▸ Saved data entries
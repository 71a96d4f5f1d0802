//! Stored shapes of the domain records.
//!
//! Ids are kept as hyphenated strings and match dates as `YYYY-MM-DD`, so range
//! filters and sorts compare lexically in the same order as the typed values.

use bson::serde_helpers::chrono_datetime_as_bson_datetime;
use chrono::{DateTime, NaiveDate, Utc};
use serde::{Deserialize, Serialize};
use uuid::Uuid;

use crate::errors::{AppError, Result};
use crate::models::goal::{Goal, TopScorer};
use crate::models::matches::{Match, MatchStatus};
use crate::models::player::{Player, PlayerPosition};
use crate::models::team::Team;
use crate::models::user::{User, UserRole};

pub fn parse_id(raw: &str) -> Result<Uuid> {
    Uuid::parse_str(raw).map_err(|e| AppError::internal(format!("stored id '{}' is invalid: {}", raw, e)))
}

#[derive(Debug, Clone, Serialize, Deserialize)]
pub struct TeamDocument {
    #[serde(rename = "_id")]
    pub id: String,
    pub name: String,
    pub logo: String,
    pub founded_year: i32,
    pub address: String,
    pub city: String,
    #[serde(with = "chrono_datetime_as_bson_datetime")]
    pub created_at: DateTime<Utc>,
    #[serde(with = "chrono_datetime_as_bson_datetime")]
    pub updated_at: DateTime<Utc>,
    #[serde(default)]
    pub is_deleted: bool,
}

impl From<&Team> for TeamDocument {
    fn from(team: &Team) -> Self {
        TeamDocument {
            id: team.id.to_string(),
            name: team.name.clone(),
            logo: team.logo.clone(),
            founded_year: team.founded_year,
            address: team.address.clone(),
            city: team.city.clone(),
            created_at: team.created_at,
            updated_at: team.updated_at,
            is_deleted: false,
        }
    }
}

impl TryFrom<TeamDocument> for Team {
    type Error = AppError;

    fn try_from(doc: TeamDocument) -> Result<Self> {
        Ok(Team {
            id: parse_id(&doc.id)?,
            name: doc.name,
            logo: doc.logo,
            founded_year: doc.founded_year,
            address: doc.address,
            city: doc.city,
            created_at: doc.created_at,
            updated_at: doc.updated_at,
        })
    }
}

#[derive(Debug, Clone, Serialize, Deserialize)]
pub struct PlayerDocument {
    #[serde(rename = "_id")]
    pub id: String,
    pub team_id: String,
    pub name: String,
    pub height: f64,
    pub weight: f64,
    pub position: PlayerPosition,
    pub jersey_number: i32,
    #[serde(with = "chrono_datetime_as_bson_datetime")]
    pub created_at: DateTime<Utc>,
    #[serde(with = "chrono_datetime_as_bson_datetime")]
    pub updated_at: DateTime<Utc>,
    #[serde(default)]
    pub is_deleted: bool,
}

impl From<&Player> for PlayerDocument {
    fn from(player: &Player) -> Self {
        PlayerDocument {
            id: player.id.to_string(),
            team_id: player.team_id.to_string(),
            name: player.name.clone(),
            height: player.height,
            weight: player.weight,
            position: player.position,
            jersey_number: player.jersey_number,
            created_at: player.created_at,
            updated_at: player.updated_at,
            is_deleted: false,
        }
    }
}

impl TryFrom<PlayerDocument> for Player {
    type Error = AppError;

    fn try_from(doc: PlayerDocument) -> Result<Self> {
        Ok(Player {
            id: parse_id(&doc.id)?,
            team_id: parse_id(&doc.team_id)?,
            name: doc.name,
            height: doc.height,
            weight: doc.weight,
            position: doc.position,
            jersey_number: doc.jersey_number,
            created_at: doc.created_at,
            updated_at: doc.updated_at,
        })
    }
}

#[derive(Debug, Clone, Serialize, Deserialize)]
pub struct MatchDocument {
    #[serde(rename = "_id")]
    pub id: String,
    pub match_date: NaiveDate,
    pub match_time: String,
    pub home_team_id: String,
    pub away_team_id: String,
    pub home_score: Option<i32>,
    pub away_score: Option<i32>,
    pub status: MatchStatus,
    #[serde(with = "chrono_datetime_as_bson_datetime")]
    pub created_at: DateTime<Utc>,
    #[serde(with = "chrono_datetime_as_bson_datetime")]
    pub updated_at: DateTime<Utc>,
    #[serde(default)]
    pub is_deleted: bool,
}

impl From<&Match> for MatchDocument {
    fn from(fixture: &Match) -> Self {
        MatchDocument {
            id: fixture.id.to_string(),
            match_date: fixture.match_date,
            match_time: fixture.match_time.clone(),
            home_team_id: fixture.home_team_id.to_string(),
            away_team_id: fixture.away_team_id.to_string(),
            home_score: fixture.home_score,
            away_score: fixture.away_score,
            status: fixture.status,
            created_at: fixture.created_at,
            updated_at: fixture.updated_at,
            is_deleted: false,
        }
    }
}

impl TryFrom<MatchDocument> for Match {
    type Error = AppError;

    fn try_from(doc: MatchDocument) -> Result<Self> {
        Ok(Match {
            id: parse_id(&doc.id)?,
            match_date: doc.match_date,
            match_time: doc.match_time,
            home_team_id: parse_id(&doc.home_team_id)?,
            away_team_id: parse_id(&doc.away_team_id)?,
            home_score: doc.home_score,
            away_score: doc.away_score,
            status: doc.status,
            created_at: doc.created_at,
            updated_at: doc.updated_at,
        })
    }
}

#[derive(Debug, Clone, Serialize, Deserialize)]
pub struct GoalDocument {
    #[serde(rename = "_id")]
    pub id: String,
    pub match_id: String,
    pub player_id: String,
    pub team_id: String,
    pub minute: i32,
    pub is_own_goal: bool,
    #[serde(with = "chrono_datetime_as_bson_datetime")]
    pub created_at: DateTime<Utc>,
    #[serde(default)]
    pub is_deleted: bool,
}

impl From<&Goal> for GoalDocument {
    fn from(goal: &Goal) -> Self {
        GoalDocument {
            id: goal.id.to_string(),
            match_id: goal.match_id.to_string(),
            player_id: goal.player_id.to_string(),
            team_id: goal.team_id.to_string(),
            minute: goal.minute,
            is_own_goal: goal.is_own_goal,
            created_at: goal.created_at,
            is_deleted: false,
        }
    }
}

impl TryFrom<GoalDocument> for Goal {
    type Error = AppError;

    fn try_from(doc: GoalDocument) -> Result<Self> {
        Ok(Goal {
            id: parse_id(&doc.id)?,
            match_id: parse_id(&doc.match_id)?,
            player_id: parse_id(&doc.player_id)?,
            team_id: parse_id(&doc.team_id)?,
            minute: doc.minute,
            is_own_goal: doc.is_own_goal,
            created_at: doc.created_at,
        })
    }
}

#[derive(Debug, Clone, Serialize, Deserialize)]
pub struct UserDocument {
    #[serde(rename = "_id")]
    pub id: String,
    pub email: String,
    pub password_hash: String,
    pub name: String,
    pub role: UserRole,
    #[serde(with = "chrono_datetime_as_bson_datetime")]
    pub created_at: DateTime<Utc>,
    #[serde(with = "chrono_datetime_as_bson_datetime")]
    pub updated_at: DateTime<Utc>,
}

impl From<&User> for UserDocument {
    fn from(user: &User) -> Self {
        UserDocument {
            id: user.id.to_string(),
            email: user.email.clone(),
            password_hash: user.password_hash.clone(),
            name: user.name.clone(),
            role: user.role,
            created_at: user.created_at,
            updated_at: user.updated_at,
        }
    }
}

impl TryFrom<UserDocument> for User {
    type Error = AppError;

    fn try_from(doc: UserDocument) -> Result<Self> {
        Ok(User {
            id: parse_id(&doc.id)?,
            email: doc.email,
            password_hash: doc.password_hash,
            name: doc.name,
            role: doc.role,
            created_at: doc.created_at,
            updated_at: doc.updated_at,
        })
    }
}

/// Output row of the top-scorer aggregation.
#[derive(Debug, Deserialize)]
pub struct TopScorerRow {
    pub player_id: String,
    pub player_name: String,
    pub team_id: String,
    #[serde(default)]
    pub team_name: String,
    pub goal_count: i64,
}

impl TryFrom<TopScorerRow> for TopScorer {
    type Error = AppError;

    fn try_from(row: TopScorerRow) -> Result<Self> {
        Ok(TopScorer {
            player_id: parse_id(&row.player_id)?,
            player_name: row.player_name,
            team_id: parse_id(&row.team_id)?,
            team_name: row.team_name,
            goal_count: row.goal_count,
        })
    }
}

▸ TRY IT
Search the data above for the string "TeamDocument". Report every line where it is found.

▸ RESPONSE
pub struct TeamDocument {
impl From<&Team> for TeamDocument {
        TeamDocument {
impl TryFrom<TeamDocument> for Team {
    fn try_from(doc: TeamDocument) -> Result<Self> {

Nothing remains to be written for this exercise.